Binary or multinomial logit? I am having some doubts on whether I should use binary or multinomial logit.
I am modelling product choice. The dependent variable is the choice of either shampoo or toothpaste. Although my dependent variable has two outcomes, I am wondering whether it is appropriate to use multinomial logit instead of binary. 
The case is that the customer does not choose among these two products, but among the whole assortment. And I have taken a sample for only 2 products.
Do you think I should use the multinomial logit? 
 A: In addition to @HongOoi 's point, could a person buy neither ? Then you;d have four choices:
Both
Toothpaste
Shampoo
Neither

It's not exactly clear what your sample is, but it seems to me you have to have these four choices. In that case, multinomial logit is correct.
However, if your sample includes only people who bought one or the other but not both, you could use (ordinary) logistic. Then you would be comparing people who bought toothpaste to people who bought shampoo. 
A: Late answer, but maybe useful for others:
In a binary Choice Model, we estimate
$$\text{Pr}(y_i = 1 \mid x_i) = \frac{\text{exp}(\bf{x_i^\prime \beta_j})}{1+\text{exp}(\bf{x_i^\prime \beta_j})}$$
and in a Multinomial Logit we estimate
$$\text{Pr}(y_i = j \mid x_i) = \frac{\text{exp}(\bf{x_i^\prime \beta_j})}{1+\sum_{h=2}^J \text{exp}(\bf{x_i^\prime \beta_h})}, j = 2\text{,...,}J$$
The first choice $j = 1$ is omitted, because it is taken as the baseline (as is the $0$ choice in the binary logit).

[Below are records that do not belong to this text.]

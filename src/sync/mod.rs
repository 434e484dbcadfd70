use crate::db::catalog::{self, DocumentRecord};
use crate::db::jobs;
use crate::error::Result;
use crate::ingest::{IngestOptions, Ingestor};
use crate::scan::{fingerprint, scan_files, ScanOptions};
use serde::Serialize;
use std::collections::HashSet;
use std::fmt;

pub const SYNC_JOB_NAME: &str = "daily_sync";
pub const SYNC_JOB_TYPE: &str = "watch_sync";

/// Summary of one reconciliation pass
#[derive(Debug, Clone, Copy, Default, PartialEq, Eq, Serialize)]
pub struct SyncReport {
    pub new: usize,
    pub modified: usize,
    pub deleted: usize,
    pub unchanged: usize,
    pub errors: usize,
}

impl fmt::Display for SyncReport {
    fn fmt(&self, f: &mut fmt::Formatter<'_>) -> fmt::Result {
        write!(
            f,
            "new={}, modified={}, deleted={}, unchanged={}, errors={}",
            self.new, self.modified, self.deleted, self.unchanged, self.errors
        )
    }
}

/// Reconcile the catalog against the watch directory.
///
/// Classification per path:
/// - on disk, not in catalog: ingest as **new**
/// - in catalog with a different size: **modified** (size mismatch is a
///   cheap, sufficient signal; no hash needed)
/// - in catalog with the same size: hash now — the only point hashing
///   happens — and treat a mismatch as **modified**, a match as
///   **unchanged**. A `failed` document with unchanged size and fingerprint
///   therefore stays failed and is never re-attempted (poison-file guard).
/// - in catalog, not on disk: **deleted**
///
/// Modified paths are handled as delete + re-ingest. New/modified files are
/// processed before the delete sweep so a rename nets as one new + one
/// delete. Processing order is the scanner's name-sorted order; the delete
/// sweep runs in sorted path order. A single path's failure increments
/// `errors` and never aborts the run.
///
/// A job-run record is written around the pass: `running` at the start,
/// `completed` or `completed_with_errors` (with the stats summary) at the
/// end. A missing watch directory aborts the whole call instead.
pub async fn run_sync(ingestor: &Ingestor<'_>) -> Result<SyncReport> {
    let watch_dir = ingestor.config().watch_dir();
    log::info!("Starting sync for: {}", watch_dir.display());

    // Cheap inventory: sizes only, no hashing
    let scan = scan_files(watch_dir, &ScanOptions::default())?;
    log::info!("Found {} files on disk", scan.total_files);

    let db = ingestor.db();
    let job_id = jobs::start_run(db, SYNC_JOB_NAME, SYNC_JOB_TYPE).await?;

    let catalog_by_path = catalog::active_by_path(db).await?;
    let disk_paths: HashSet<String> = scan
        .files
        .iter()
        .map(|f| f.path.to_string_lossy().to_string())
        .collect();

    let opts = IngestOptions::from_config(ingestor.config());
    let mut report = SyncReport::default();

    // Phase 1: new and modified files, in scanner order
    for file in &scan.files {
        let path_str = file.path.to_string_lossy().to_string();
        match catalog_by_path.get(&path_str) {
            None => match ingestor.ingest(&file.path, &opts).await {
                Ok(_) => {
                    report.new += 1;
                    log::info!("New file ingested: {}", path_str);
                }
                Err(e) => {
                    report.errors += 1;
                    log::error!("Error ingesting new file {}: {}", path_str, e);
                }
            },
            Some(doc) if doc.size_bytes != file.size as i64 => {
                match reingest(ingestor, doc, &opts).await {
                    Ok(()) => {
                        report.modified += 1;
                        log::info!("Modified file re-ingested (size changed): {}", path_str);
                    }
                    Err(e) => {
                        report.errors += 1;
                        log::error!("Error re-ingesting modified file {}: {}", path_str, e);
                    }
                }
            }
            Some(doc) => {
                // Same path and same size: compute the hash only now
                let current_hash = match fingerprint(&file.path) {
                    Ok(h) => h,
                    Err(e) => {
                        report.errors += 1;
                        log::error!("Error hashing file {}: {}", path_str, e);
                        continue;
                    }
                };

                if doc.content_hash != current_hash {
                    match reingest(ingestor, doc, &opts).await {
                        Ok(()) => {
                            report.modified += 1;
                            log::info!("Modified file re-ingested (same size): {}", path_str);
                        }
                        Err(e) => {
                            report.errors += 1;
                            log::error!("Error re-ingesting modified file {}: {}", path_str, e);
                        }
                    }
                } else {
                    report.unchanged += 1;
                }
            }
        }
    }

    // Phase 2: catalog entries whose path vanished from disk
    let mut missing: Vec<&DocumentRecord> = catalog_by_path
        .values()
        .filter(|doc| !disk_paths.contains(&doc.path))
        .collect();
    missing.sort_by(|a, b| a.path.cmp(&b.path));

    for doc in missing {
        match catalog::delete_document(db, doc.doc_id).await {
            Ok(()) => {
                report.deleted += 1;
                log::info!("Deleted file cleaned up: {}", doc.path);
            }
            Err(e) => {
                report.errors += 1;
                log::error!("Error cleaning up deleted file {}: {}", doc.path, e);
            }
        }
    }

    jobs::finish_run(db, job_id, report.errors > 0, &report.to_string()).await?;
    log::info!("Sync completed: {}", report);

    Ok(report)
}

/// Delete the stale record, then run the pipeline for the new content.
async fn reingest(
    ingestor: &Ingestor<'_>,
    old_doc: &DocumentRecord,
    opts: &IngestOptions,
) -> Result<()> {
    catalog::delete_document(ingestor.db(), old_doc.doc_id).await?;
    ingestor
        .ingest(std::path::Path::new(&old_doc.path), opts)
        .await?;
    Ok(())
}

When you now set $J=2$ as it is in your case (disregarding the valid objections made by Peter Flom) you get exactly the same as in the binary choice model:
$$\frac{\text{exp}(\bf{x_i^\prime \beta_j})}{1+\sum_{h=2}^{J=2} \text{exp}(\bf{x_i^\prime \beta_h})} = \frac{\text{exp}(\bf{x_i^\prime \beta_j})}{1+\text{exp}(\bf{x_i^\prime \beta_j})}$$
Just be aware that by the definitions above, you have the choice between $0,1$ in the binary choice model and between $1,2$ in the multinomial choice model (with two choices).